Yargıtay Kararı 5. Ceza Dairesi 2021/8820 E. 2023/7917 K. 05.07.2023 T.

YARGITAY KARARI
DAİRE : 5. Ceza Dairesi
ESAS NO : 2021/8820
KARAR NO : 2023/7917
KARAR TARİHİ : 05.07.2023


MAHKEMESİ :Ağır Ceza Mahkemesi
SAYISI : 2016/83 Esas, 2016/146 Karar
SUÇ : İhmali davranışla görevi kötüye kullanma
HÜKÜM : Mahkûmiyet

TEBLİĞNAME GÖRÜŞÜ : Bozma

Sanık hakkında kurulan hükmün; karar tarihi itibarıyla 6723 sayılı Kanun’un 33 üncü maddesiyle değişik 5320 sayılı Kanun’un 8 inci maddesi gereği yürürlükte bulunan 1412 sayılı Ceza Muhakemeleri Usulü Kanunu’nun (1412 sayılı Kanun) 305 inci maddesince temyiz edilebilir olduğu, karar tarihinde yürürlükte bulunan 5271 sayılı Ceza Muhakemesi Kanunu’nun (5271 sayılı Kanun) 260 ıncı maddesinin birinci fıkrasınca temyiz edenlerin hükmü temyize hak ve yetkilerinin bulunduğu, 1412 sayılı Kanun’un 310 uncu maddesi uyarınca temyiz isteklerinin süresinde olduğu, aynı Kanun’un 317 nci maddesi gereğince temyiz isteklerinin reddini gerektirir bir durumun bulunmadığı yapılan ön inceleme neticesinde tespit edilmekle, gereği düşünüldü:

I. HUKUKÎ SÜREÇ
1. Salihli Cumhuriyet Başsavcılığının, 10.02.2016 tarihli ve 2016/896 Soruşturma, 2016/330 Esas, 2016/21 numaralı İddianamesiyle sanık hakkında icrai davranışla görevi kötüye kullanma suçundan 1136 sayılı Avukatlık Kanunu’nun (1136 sayılı Kanun) 59 uncu maddesi uyarınca son soruşturmanın açılması kararı verilmesi talep edilmiştir.

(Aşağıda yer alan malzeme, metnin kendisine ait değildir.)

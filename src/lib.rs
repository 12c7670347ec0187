pub mod breaker;
pub mod cache;
pub mod chunker;
pub mod config;
pub mod discovery;
pub mod error;
pub mod handlers;
pub mod logging;
pub mod mcp;
pub mod metrics;
pub mod sanitize;
pub mod schema;
pub mod state;
pub mod tools;
pub mod upstream;
pub mod warmup;

use axum::Router;
use axum::extract::{DefaultBodyLimit, State};
use axum::middleware;
use axum::routing::{get, post};
use utoipa::OpenApi;
use utoipa_swagger_ui::SwaggerUi;

use state::{AppState, RequestContext};

// ═══════════════════════════════════════════════════════════════════════
//  Request correlation ID middleware
// ═══════════════════════════════════════════════════════════════════════

/// Per-request correlation: accept the incoming `X-Request-Id` header if
/// present, mint a v4 UUID otherwise. The id is stored in request
/// extensions as [`RequestContext`] for handlers and echoed on the
/// response. Total-request accounting happens here too, once per request.
async fn request_id_middleware(
    State(state): State<AppState>,
    mut req: axum::http::Request<axum::body::Body>,
    next: axum::middleware::Next,
) -> axum::response::Response {
    let request_id = req
        .headers()
        .get("x-request-id")
        .and_then(|v| v.to_str().ok())
        .map(|s| s.to_string())
        .unwrap_or_else(|| uuid::Uuid::new_v4().to_string());

    req.extensions_mut()
        .insert(RequestContext::new(request_id.clone()));
    state.metrics.record_request();
    tracing::debug!(request_id = %request_id, "request correlation ID assigned");

    let mut response = next.run(req).await;

    if let Ok(header_value) = axum::http::HeaderValue::from_str(&request_id) {
        response.headers_mut().insert("x-request-id", header_value);
    }

    response
}

// ── OpenAPI documentation ───────────────────────────────────────────────

#[derive(OpenApi)]
#[openapi(
    info(
        title = "Lanonasis MCP Gateway",
        version = "1.0.0",
        description = "Enterprise MCP gateway — operational API",
        license(name = "MIT")
    ),
    paths(
        handlers::health::health,
        handlers::health::health_full,
        handlers::health::metrics,
        handlers::health::health_metrics,
        handlers::admin::cache_clear,
        handlers::admin::breaker_reset,
    ),
    tags(
        (name = "health", description = "Liveness and dependency health"),
        (name = "metrics", description = "Prometheus and JSON metrics"),
        (name = "admin", description = "Cache and circuit-breaker administration"),
    )
)]
pub struct ApiDoc;

/// Build the application router with the given shared state. Extracted from
/// `main()` so integration tests can drive the app without binding a port.
pub fn create_router(state: AppState) -> Router {
    Router::new()
        // ── Discovery (public, no auth) ─────────────────────────────────
        .route("/", get(discovery::landing))
        .route("/server-info", get(discovery::server_card))
        .route("/.well-known/mcp.json", get(discovery::server_card))
        .route("/.well-known/mcp-config", get(discovery::mcp_config))
        .route(
            "/.well-known/oauth-protected-resource",
            get(discovery::oauth_protected_resource),
        )
        .route(
            "/.well-known/oauth-authorization-server",
            get(discovery::oauth_authorization_server),
        )
        .route("/register", post(discovery::register))
        // ── Health & metrics ────────────────────────────────────────────
        .route("/health", get(handlers::health::health))
        .route("/health/full", get(handlers::health::health_full))
        .route("/health/metrics", get(handlers::health::health_metrics))
        .route("/metrics", get(handlers::health::metrics))
        // ── Admin ───────────────────────────────────────────────────────
        .route("/admin/cache/clear", post(handlers::admin::cache_clear))
        .route(
            "/admin/circuit-breaker/reset",
            post(handlers::admin::breaker_reset),
        )
        // ── MCP transports ──────────────────────────────────────────────
        .route("/mcp", post(mcp::server::mcp_handler))
        .route(
            "/sse",
            get(mcp::sse::open_session).post(mcp::sse::deliver_to_session),
        )
        // Swagger UI over the operational endpoints — no auth required
        .merge(SwaggerUi::new("/swagger-ui").url("/api-docs/openapi.json", ApiDoc::openapi()))
        // 10 MB body limit — must precede .with_state() for the Json extractor
        .layer(DefaultBodyLimit::max(10 * 1024 * 1024))
        // Correlation id on every request and response
        .layer(middleware::from_fn_with_state(
            state.clone(),
            request_id_middleware,
        ))
        .with_state(state)
}
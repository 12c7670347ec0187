//! Administrative endpoints: cache clears and breaker resets. Immediate
//! and unconditional.

use axum::Json;
use axum::extract::{Extension, State};
use axum::http::StatusCode;
use axum::response::IntoResponse;
use serde_json::{Value, json};

use crate::state::{AppState, RequestContext};

/// `POST /admin/cache/clear` with body `{cache?: "all"|"memoryList"|"stats"}`.
#[utoipa::path(
    post,
    path = "/admin/cache/clear",
    tag = "admin",
    responses(
        (status = 200, description = "Named cache(s) cleared"),
        (status = 400, description = "Unknown cache name")
    )
)]
pub async fn cache_clear(
    State(state): State<AppState>,
    Extension(ctx): Extension<RequestContext>,
    body: Option<Json<Value>>,
) -> impl IntoResponse {
    let target = body
        .as_ref()
        .and_then(|json| json.0.get("cache").and_then(|c| c.as_str()))
        .unwrap_or("all")
        .to_string();

    let mut cleared = serde_json::Map::new();
    match target.as_str() {
        "all" => {
            for cache in state.caches.all() {
                cleared.insert(cache.name().to_string(), json!(cache.clear()));
            }
        }
        "memoryList" => {
            cleared.insert(
                "memoryList".to_string(),
                json!(state.caches.memory_list.clear()),
            );
        }
        "stats" => {
            cleared.insert("stats".to_string(), json!(state.caches.stats.clear()));
        }
        other => {
            return (
                StatusCode::BAD_REQUEST,
                Json(json!({
                    "error": format!("unknown cache: {other}"),
                    "requestId": ctx.request_id,
                })),
            );
        }
    }

    tracing::info!(
        component = "admin",
        event = "cache_clear",
        request_id = %ctx.request_id,
        cache = %target,
        "cache cleared"
    );
    (
        StatusCode::OK,
        Json(json!({
            "cleared": cleared,
            "requestId": ctx.request_id,
        })),
    )
}

/// `POST /admin/circuit-breaker/reset` — resets every breaker to CLOSED.
#[utoipa::path(
    post,
    path = "/admin/circuit-breaker/reset",
    tag = "admin",
    responses((status = 200, description = "All breakers reset"))
)]
pub async fn breaker_reset(
    State(state): State<AppState>,
    Extension(ctx): Extension<RequestContext>,
) -> Json<Value> {
    let count = state.breakers.reset_all();
    tracing::info!(
        component = "admin",
        event = "breaker_reset",
        request_id = %ctx.request_id,
        breakers = count,
        "circuit breakers reset"
    );
    Json(json!({
        "reset": count,
        "breakers": state.breakers.snapshots(),
        "requestId": ctx.request_id,
    }))
}
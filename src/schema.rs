//! Tool argument schemas as data.
//!
//! Schemas drive both argument validation and the JSON Schema advertised in
//! `tools/list` and the capability cards — a change to a schema is a change
//! to the catalog.

use serde_json::{Map, Value, json};

use crate::error::FieldError;

// ── Closed enumerations ─────────────────────────────────────────────────

pub const MEMORY_TYPES: &[&str] = &[
    "context",
    "project",
    "knowledge",
    "reference",
    "personal",
    "workflow",
];
pub const SORT_FIELDS: &[&str] = &["created_at", "updated_at", "title"];
pub const SORT_ORDERS: &[&str] = &["asc", "desc"];
pub const ACCESS_LEVELS: &[&str] = &["public", "authenticated", "team", "admin", "enterprise"];
pub const DOC_SECTIONS: &[&str] = &["all", "api", "guides", "sdks"];
pub const RISK_LEVELS: &[&str] = &["low", "medium", "high", "critical"];

#[derive(Debug, Clone)]
pub enum FieldKind {
    String {
        min_len: Option<usize>,
        max_len: Option<usize>,
    },
    Integer {
        min: Option<i64>,
        max: Option<i64>,
    },
    Boolean,
    Enum(&'static [&'static str]),
    Array {
        item: Box<FieldKind>,
        max_items: Option<usize>,
    },
    /// Opaque record; contents validated only by sanitization.
    Object,
}

#[derive(Debug, Clone)]
pub struct FieldSpec {
    pub name: &'static str,
    pub doc: &'static str,
    pub required: bool,
    pub kind: FieldKind,
}

impl FieldSpec {
    pub fn string(name: &'static str, doc: &'static str) -> Self {
        Self {
            name,
            doc,
            required: false,
            kind: FieldKind::String {
                min_len: None,
                max_len: None,
            },
        }
    }

    pub fn integer(name: &'static str, doc: &'static str) -> Self {
        Self {
            name,
            doc,
            required: false,
            kind: FieldKind::Integer {
                min: None,
                max: None,
            },
        }
    }

    pub fn boolean(name: &'static str, doc: &'static str) -> Self {
        Self {
            name,
            doc,
            required: false,
            kind: FieldKind::Boolean,
        }
    }

    pub fn enumeration(
        name: &'static str,
        doc: &'static str,
        values: &'static [&'static str],
    ) -> Self {
        Self {
            name,
            doc,
            required: false,
            kind: FieldKind::Enum(values),
        }
    }

    pub fn string_array(name: &'static str, doc: &'static str) -> Self {
        Self {
            name,
            doc,
            required: false,
            kind: FieldKind::Array {
                item: Box::new(FieldKind::String {
                    min_len: None,
                    max_len: None,
                }),
                max_items: None,
            },
        }
    }

    pub fn object(name: &'static str, doc: &'static str) -> Self {
        Self {
            name,
            doc,
            required: false,
            kind: FieldKind::Object,
        }
    }

    pub fn required(mut self) -> Self {
        self.required = true;
        self
    }

    pub fn min(mut self, value: i64) -> Self {
        if let FieldKind::Integer { min, .. } = &mut self.kind {
            *min = Some(value);
        }
        self
    }

    pub fn max(mut self, value: i64) -> Self {
        if let FieldKind::Integer { max, .. } = &mut self.kind {
            *max = Some(value);
        }
        self
    }

    pub fn min_len(mut self, value: usize) -> Self {
        if let FieldKind::String { min_len, .. } = &mut self.kind {
            *min_len = Some(value);
        }
        self
    }

    pub fn max_len(mut self, value: usize) -> Self {
        if let FieldKind::String { max_len, .. } = &mut self.kind {
            *max_len = Some(value);
        }
        self
    }

    pub fn max_items(mut self, value: usize) -> Self {
        if let FieldKind::Array { max_items, .. } = &mut self.kind {
            *max_items = Some(value);
        }
        self
    }
}

/// A strict object schema: known fields only, typed, with per-field docs.
#[derive(Debug, Clone)]
pub struct ArgSchema {
    pub fields: Vec<FieldSpec>,
    pub strict: bool,
}

impl ArgSchema {
    pub fn new(fields: Vec<FieldSpec>) -> Self {
        Self {
            fields,
            strict: true,
        }
    }

    /// Empty argument object (tools that take nothing).
    pub fn none() -> Self {
        Self::new(Vec::new())
    }

    /// Validate `args` against this schema. Collects every violation rather
    /// than stopping at the first.
    pub fn validate(&self, args: &Value) -> Result<(), Vec<FieldError>> {
        let mut errors = Vec::new();

        let empty = Map::new();
        let map = match args {
            Value::Object(map) => map,
            Value::Null => &empty,
            _ => {
                return Err(vec![FieldError::new("arguments", "must be a JSON object")]);
            }
        };

        if self.strict {
            for key in map.keys() {
                if !self.fields.iter().any(|f| f.name == key) {
                    errors.push(FieldError::new(key.clone(), "unknown field"));
                }
            }
        }

        for field in &self.fields {
            match map.get(field.name) {
                None | Some(Value::Null) => {
                    if field.required {
                        errors.push(FieldError::new(field.name, "is required"));
                    }
                }
                Some(value) => {
                    check_kind(field.name, &field.kind, value, &mut errors);
                }
            }
        }

        if errors.is_empty() { Ok(()) } else { Err(errors) }
    }

    /// Render the advertised JSON Schema for this tool's `inputSchema`.
    pub fn to_json_schema(&self) -> Value {
        let mut properties = Map::new();
        let mut required = Vec::new();
        for field in &self.fields {
            properties.insert(field.name.to_string(), kind_schema(&field.kind, field.doc));
            if field.required {
                required.push(Value::String(field.name.to_string()));
            }
        }
        json!({
            "type": "object",
            "properties": properties,
            "required": required,
            "additionalProperties": !self.strict,
        })
    }
}

fn check_kind(path: &str, kind: &FieldKind, value: &Value, errors: &mut Vec<FieldError>) {
    match kind {
        FieldKind::String { min_len, max_len } => match value.as_str() {
            Some(s) => {
                if let Some(min) = min_len {
                    if s.len() < *min {
                        errors.push(FieldError::new(
                            path,
                            format!("must be at least {min} characters"),
                        ));
                    }
                }
                if let Some(max) = max_len {
                    if s.len() > *max {
                        errors.push(FieldError::new(
                            path,
                            format!("must be at most {max} characters"),
                        ));
                    }
                }
            }
            None => errors.push(FieldError::new(path, "must be a string")),
        },
        FieldKind::Integer { min, max } => match value.as_i64() {
            Some(n) => {
                if let Some(min) = min {
                    if n < *min {
                        errors.push(FieldError::new(path, format!("must be at least {min}")));
                    }
                }
                if let Some(max) = max {
                    if n > *max {
                        errors.push(FieldError::new(path, format!("must be at most {max}")));
                    }
                }
            }
            None => errors.push(FieldError::new(path, "must be an integer")),
        },
        FieldKind::Boolean => {
            if !value.is_boolean() {
                errors.push(FieldError::new(path, "must be a boolean"));
            }
        }
        FieldKind::Enum(allowed) => match value.as_str() {
            Some(s) if allowed.contains(&s) => {}
            Some(s) => errors.push(FieldError::new(
                path,
                format!("'{s}' is not one of [{}]", allowed.join(", ")),
            )),
            None => errors.push(FieldError::new(path, "must be a string")),
        },
        FieldKind::Array { item, max_items } => match value.as_array() {
            Some(items) => {
                if let Some(max) = max_items {
                    if items.len() > *max {
                        errors
                            .push(FieldError::new(path, format!("must have at most {max} items")));
                    }
                }
                for (i, entry) in items.iter().enumerate() {
                    check_kind(&format!("{path}[{i}]"), item, entry, errors);
                }
            }
            None => errors.push(FieldError::new(path, "must be an array")),
        },
        FieldKind::Object => {
            if !value.is_object() {
                errors.push(FieldError::new(path, "must be an object"));
            }
        }
    }
}

fn kind_schema(kind: &FieldKind, doc: &str) -> Value {
    let mut schema = match kind {
        FieldKind::String { min_len, max_len } => {
            let mut s = json!({ "type": "string" });
            if let Some(min) = min_len {
                s["minLength"] = json!(min);
            }
            if let Some(max) = max_len {
                s["maxLength"] = json!(max);
            }
            s
        }
        FieldKind::Integer { min, max } => {
            let mut s = json!({ "type": "integer" });
            if let Some(min) = min {
                s["minimum"] = json!(min);
            }
            if let Some(max) = max {
                s["maximum"] = json!(max);
            }
            s
        }
        FieldKind::Boolean => json!({ "type": "boolean" }),
        FieldKind::Enum(values) => json!({ "type": "string", "enum": values }),
        FieldKind::Array { item, max_items } => {
            let mut s = json!({ "type": "array", "items": kind_schema(item, "") });
            if let Some(max) = max_items {
                s["maxItems"] = json!(max);
            }
            s
        }
        FieldKind::Object => json!({ "type": "object" }),
    };
    if !doc.is_empty() {
        schema["description"] = json!(doc);
    }
    schema
}

#[cfg(test)]
mod tests {
    use super::*;
    use serde_json::json;

    fn list_schema() -> ArgSchema {
        ArgSchema::new(vec![
            FieldSpec::integer("limit", "Maximum results").min(1).max(100),
            FieldSpec::enumeration("memory_type", "Filter by type", MEMORY_TYPES),
            FieldSpec::string_array("tags", "Filter by tags").max_items(20),
        ])
    }

    #[test]
    fn valid_arguments_pass() {
        let schema = list_schema();
        assert!(
            schema
                .validate(&json!({"limit": 10, "memory_type": "project", "tags": ["a"]}))
                .is_ok()
        );
        assert!(schema.validate(&json!({})).is_ok());
    }

    #[test]
    fn limit_above_max_is_named_in_details() {
        let schema = list_schema();
        let errors = schema
            .validate(&json!({"limit": 1000}))
            .expect_err("rejected");
        assert_eq!(errors.len(), 1);
        assert_eq!(errors[0].field, "limit");
        assert!(errors[0].message.to_lowercase().contains("most"));
    }

    #[test]
    fn strict_mode_rejects_unknown_fields() {
        let schema = list_schema();
        let errors = schema
            .validate(&json!({"limit": 5, "surprise": true}))
            .expect_err("rejected");
        assert_eq!(errors[0].field, "surprise");
        assert_eq!(errors[0].message, "unknown field");
    }

    #[test]
    fn missing_required_field_is_reported() {
        let schema = ArgSchema::new(vec![
            FieldSpec::string("title", "Title").required().max_len(500),
            FieldSpec::string("content", "Body").required(),
        ]);
        let errors = schema
            .validate(&json!({"title": "x"}))
            .expect_err("rejected");
        assert_eq!(errors[0].field, "content");
        assert_eq!(errors[0].message, "is required");
    }

    #[test]
    fn enum_violations_list_the_allowed_values() {
        let schema = list_schema();
        let errors = schema
            .validate(&json!({"memory_type": "diary"}))
            .expect_err("rejected");
        assert!(errors[0].message.contains("context"));
        assert!(errors[0].message.contains("workflow"));
    }

    #[test]
    fn array_items_are_type_checked_with_paths() {
        let schema = list_schema();
        let errors = schema
            .validate(&json!({"tags": ["ok", 7]}))
            .expect_err("rejected");
        assert_eq!(errors[0].field, "tags[1]");
    }

    #[test]
    fn multiple_violations_are_all_collected() {
        let schema = list_schema();
        let errors = schema
            .validate(&json!({"limit": 0, "memory_type": "nope"}))
            .expect_err("rejected");
        assert_eq!(errors.len(), 2);
    }

    #[test]
    fn json_schema_rendering_is_stable() {
        let schema = list_schema();
        let rendered = schema.to_json_schema();
        assert_eq!(rendered["type"], "object");
        assert_eq!(rendered["additionalProperties"], false);
        assert_eq!(rendered["properties"]["limit"]["minimum"], 1);
        assert_eq!(rendered["properties"]["limit"]["maximum"], 100);
        assert_eq!(
            rendered["properties"]["memory_type"]["enum"],
            json!(MEMORY_TYPES)
        );
        assert_eq!(rendered["properties"]["tags"]["maxItems"], 20);
    }
}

2. Salihli Ağır Ceza Mahkemesinin, 25.03.2016 tarihli, 2016/47 Esas ve 2016/87 sayılı Kararı ile sanık hakkında icrai davranışla görevi kötüye kullanma suçundan 5237 sayılı Türk Ceza Kanunu’nun (5237 sayılı Kanun) 257 nci maddesinin birinci fıkrası gereğince cezalandırılması ve 53 üncü maddesi uyarınca hak yoksunluklarına hükmedilmesi için son soruşturmanın Alaşehir Ağır Ceza Mahkemesinde açılmasına karar verilmiştir.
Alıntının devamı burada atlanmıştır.